У хуциевского молодого поколения была хотя бы картошка. С войной и 37‑м. И с представлениями о революции им повезло, но потом уже и эта романтика «в пыльных шлемах» быстро сошла на нет. Остался этот разговор из «Заставы», за который фильм яростно ругал Хрущев. Диалог 23‑летнего сына с погибшим на войне 21‑летним отцом: ему нечего посоветовать сыну, потому что он младше его. Как такое возможно, кричал Никита Сергеевич, при наличии Программы партии, программы строительства коммунизма.
В 1972 году художник Виктор Попков, практически ровесник хуциевских персонажей, к тому моменту терявших опору и веру, закончил свою знаменитую картину «Шинель отца»: лысеющий, уже входящий в период зрелости человек, сам художник, примеряет на себя шинель отца, и она ему великовата.
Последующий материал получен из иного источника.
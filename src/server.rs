//! HTTP surface: session status, login code, and batch sending.
//!
//! Axum router with three endpoints:
//! - `GET /whatsapp-status` reports whether the session is ready
//! - `GET /whatsapp-qr` returns the pending login code as a PNG data URL
//! - `POST /send-messages` delivers a batch of recipient records
//!
//! Handlers only read session snapshots; they never wait on lifecycle events.

use std::future::Future;
use std::sync::Arc;

use axum::extract::rejection::JsonRejection;
use axum::extract::{DefaultBodyLimit, State};
use axum::middleware;
use axum::http::{header, HeaderValue, Method, StatusCode};
use axum::response::{IntoResponse, Response};
use axum::routing::{get, post};
use axum::{Json, Router};
use serde::Serialize;
use serde_json::Value;
use tower_http::cors::{AllowOrigin, CorsLayer};
use tower_http::limit::RequestBodyLimitLayer;
use tower_http::trace::TraceLayer;
use tracing::{error, info, warn};
use uuid::Uuid;

use crate::config::ServerConfig;
use crate::delivery::{parse_batch, DeliveryEngine, DeliveryError, DeliveryOutcome};
use crate::session::{ConnectionState, SessionHandle};
use crate::whatsapp::qr;

const MSG_INVALID_BATCH: &str = "Lista de estudiantes vacía o inválida";
const MSG_NOT_READY: &str = "WhatsApp no está conectado. Escanee el código QR e intente de nuevo";
const MSG_SENT: &str = "Mensajes enviados correctamente";
const MSG_SEND_ERROR: &str = "Error al enviar mensajes";
const MSG_ALREADY_CONNECTED: &str = "WhatsApp ya está conectado";
const MSG_NO_QR: &str = "Código QR aún no disponible, intente nuevamente en unos segundos";
const MSG_QR_ERROR: &str = "No se pudo generar el código QR";
const MSG_TOO_LARGE: &str = "La lista de estudiantes excede el tamaño permitido";

/// Errors from building or running the HTTP server.
#[derive(Debug, thiserror::Error)]
pub enum ServerError {
    /// A configured CORS origin is not a valid header value.
    #[error("invalid CORS origin {0:?}")]
    InvalidOrigin(String),

    /// Binding or serving failed.
    #[error("server I/O error: {0}")]
    Io(#[from] std::io::Error),
}

/// Shared handler state.
#[derive(Clone)]
pub struct AppState {
    /// Read-only view of the WhatsApp session.
    pub session: SessionHandle,
    /// Batch sender.
    pub engine: Arc<DeliveryEngine>,
}

/// Build the router with CORS, body limit and request tracing layers.
///
/// # Errors
///
/// Returns [`ServerError::InvalidOrigin`] if an allowed origin cannot be
/// used as a header value.
pub fn router(state: AppState, config: &ServerConfig) -> Result<Router, ServerError> {
    let cors = cors_layer(&config.allowed_origins)?;

    Ok(Router::new()
        .route("/whatsapp-status", get(status_handler))
        .route("/whatsapp-qr", get(qr_handler))
        .route("/send-messages", post(send_messages_handler))
        .layer(DefaultBodyLimit::disable())
        .layer(RequestBodyLimitLayer::new(config.max_body_bytes))
        .layer(middleware::map_response(wrap_payload_too_large))
        .layer(cors)
        .layer(TraceLayer::new_for_http())
        .with_state(state))
}

fn cors_layer(origins: &[String]) -> Result<CorsLayer, ServerError> {
    // Credentials are allowed, so a literal `*` is not a legal response
    // header; mirror the caller's origin instead.
    let allow_origin = if origins.iter().any(|o| o.trim() == "*") {
        AllowOrigin::mirror_request()
    } else {
        let values = origins
            .iter()
            .map(|o| {
                HeaderValue::from_str(o.trim()).map_err(|_| ServerError::InvalidOrigin(o.clone()))
            })
            .collect::<Result<Vec<_>, _>>()?;
        AllowOrigin::list(values)
    };

    Ok(CorsLayer::new()
        .allow_origin(allow_origin)
        .allow_methods([Method::GET, Method::POST, Method::OPTIONS])
        .allow_headers([header::CONTENT_TYPE])
        .allow_credentials(true))
}

/// Give the body limit's plain-text 413 the same JSON shape as other errors.
async fn wrap_payload_too_large(response: Response) -> Response {
    if response.status() != StatusCode::PAYLOAD_TOO_LARGE {
        return response;
    }
    warn!("rejected oversized request body");
    (
        StatusCode::PAYLOAD_TOO_LARGE,
        Json(SendBody::failure(MSG_TOO_LARGE)),
    )
        .into_response()
}

/// Serve `router` on `listener` until `shutdown` resolves.
///
/// # Errors
///
/// Returns [`ServerError::Io`] if the server stops with an I/O error.
pub async fn serve(
    listener: tokio::net::TcpListener,
    router: Router,
    shutdown: impl Future<Output = ()> + Send + 'static,
) -> Result<(), ServerError> {
    if let Ok(addr) = listener.local_addr() {
        info!(%addr, "HTTP server listening");
    }
    axum::serve(listener, router)
        .with_graceful_shutdown(shutdown)
        .await?;
    info!("HTTP server stopped");
    Ok(())
}

// ── Handlers ────────────────────────────────────────────────────

#[derive(Serialize)]
struct StatusBody {
    connected: bool,
}

async fn status_handler(State(state): State<AppState>) -> Json<StatusBody> {
    Json(StatusBody {
        connected: state.session.is_ready(),
    })
}

#[derive(Serialize)]
struct QrBody {
    qr: Option<String>,
    #[serde(skip_serializing_if = "Option::is_none")]
    connected: Option<bool>,
    #[serde(skip_serializing_if = "Option::is_none")]
    message: Option<&'static str>,
}

async fn qr_handler(State(state): State<AppState>) -> Response {
    let snapshot = state.session.snapshot();
    match (snapshot.state, snapshot.login_code) {
        (ConnectionState::AwaitingLogin, Some(code)) => match qr::render_data_url(&code) {
            Ok(url) => Json(QrBody {
                qr: Some(url),
                connected: Some(false),
                message: None,
            })
            .into_response(),
            Err(e) => {
                error!(error = %e, "failed to render login code");
                (
                    StatusCode::INTERNAL_SERVER_ERROR,
                    Json(QrBody {
                        qr: None,
                        connected: Some(false),
                        message: Some(MSG_QR_ERROR),
                    }),
                )
                    .into_response()
            }
        },
        (ConnectionState::Ready, _) => Json(QrBody {
            qr: None,
            connected: Some(true),
            message: Some(MSG_ALREADY_CONNECTED),
        })
        .into_response(),
        _ => Json(QrBody {
            qr: None,
            connected: Some(false),
            message: Some(MSG_NO_QR),
        })
        .into_response(),
    }
}

#[derive(Serialize)]
struct SendBody {
    success: bool,
    message: &'static str,
    #[serde(skip_serializing_if = "Option::is_none")]
    batch_id: Option<Uuid>,
    #[serde(skip_serializing_if = "Option::is_none")]
    sent: Option<usize>,
    #[serde(skip_serializing_if = "Option::is_none")]
    failed: Option<usize>,
    #[serde(skip_serializing_if = "Option::is_none")]
    skipped: Option<usize>,
    #[serde(skip_serializing_if = "Option::is_none")]
    results: Option<Vec<DeliveryOutcome>>,
}

impl SendBody {
    fn failure(message: &'static str) -> Self {
        Self {
            success: false,
            message,
            batch_id: None,
            sent: None,
            failed: None,
            skipped: None,
            results: None,
        }
    }
}

async fn send_messages_handler(
    State(state): State<AppState>,
    body: Result<Json<Value>, JsonRejection>,
) -> Response {
    let records = match body {
        Ok(Json(value)) => parse_batch(value),
        Err(rejection) if rejection.status() == StatusCode::PAYLOAD_TOO_LARGE => {
            return wrap_payload_too_large(rejection.into_response()).await;
        }
        Err(rejection) => Err(DeliveryError::InvalidInput(rejection.body_text())),
    };
    let result = match records {
        Ok(records) => state.engine.send_batch(&records).await,
        Err(e) => Err(e),
    };

    match result {
        Ok(report) => Json(SendBody {
            success: true,
            message: MSG_SENT,
            batch_id: Some(report.batch_id),
            sent: Some(report.sent),
            failed: Some(report.failed),
            skipped: Some(report.skipped),
            results: Some(report.outcomes),
        })
        .into_response(),
        Err(e) => e.into_response(),
    }
}

impl IntoResponse for DeliveryError {
    fn into_response(self) -> Response {
        let (status, message) = match &self {
            DeliveryError::InvalidInput(detail) => {
                warn!(detail, "rejected batch");
                (StatusCode::BAD_REQUEST, MSG_INVALID_BATCH)
            }
            DeliveryError::NotReady => {
                warn!("batch rejected, WhatsApp session not ready");
                (StatusCode::SERVICE_UNAVAILABLE, MSG_NOT_READY)
            }
            DeliveryError::Engine(detail) => {
                error!(detail, "batch aborted");
                (StatusCode::INTERNAL_SERVER_ERROR, MSG_SEND_ERROR)
            }
        };
        (status, Json(SendBody::failure(message))).into_response()
    }
}
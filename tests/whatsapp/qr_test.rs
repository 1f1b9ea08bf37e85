//! Login code rendering.

use base64::engine::general_purpose::STANDARD;
use base64::Engine;

use guardian_relay::whatsapp::qr::{render_data_url, render_terminal};

const CODE: &str = "2@Xq1f3nVbZkP0,AbCdEfGhIjKlMnOpQrStUvWxYz0123456789+/=,wxyz==,12345==";

#[test]
fn data_url_wraps_a_png() {
    let url = match render_data_url(CODE) {
        Ok(url) => url,
        Err(err) => panic!("code should render: {err}"),
    };
    let encoded = url
        .strip_prefix("data:image/png;base64,")
        .unwrap_or_else(|| panic!("unexpected prefix: {url}"));
    let png = match STANDARD.decode(encoded) {
        Ok(bytes) => bytes,
        Err(err) => panic!("payload should be base64: {err}"),
    };
    assert_eq!(&png[..8], b"\x89PNG\r\n\x1a\n");
}

#[test]
fn terminal_rendering_is_multiline() {
    let art = match render_terminal("XYZ") {
        Ok(art) => art,
        Err(err) => panic!("code should render: {err}"),
    };
    assert!(art.lines().count() > 5);
}

#[test]
fn oversized_code_is_an_error() {
    let huge = "x".repeat(8000);
    assert!(render_data_url(&huge).is_err());
}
Но это — опора. Опора памяти. Опора, состоящая из тех самых серьезных вещей.
Все мы вышли из этой шинели отца. Но ее размер увеличился. И для тех, кто придумал миф об СВО как «войне-продолжении» она не приходится впору. Слишком много мыслей, сомнений, раздумий скрывается внутри шинели. Слишком много подлинного горя. Горя ради мира, чтобы не повторилось, а не чтобы «могли повторить». Между тем, сейчас надо просто печатать шаг и изъяснятся лозунгами и языком ненависти. И ненавидеть весь мир.
Историческая память умерла? Но она же сохраняется в нас. Сохраняется в друзьях и родственниках. Тех, для кого 9 мая — семейный, а не государственный праздник. Они, эти две версии истории, разошлись. Но 9 мая, День Победы, остался.
Одна из тех вещей, к которым стоит относиться серьезно.
* Андрея Колесникова Минюст РФ считает «иностранным агентом».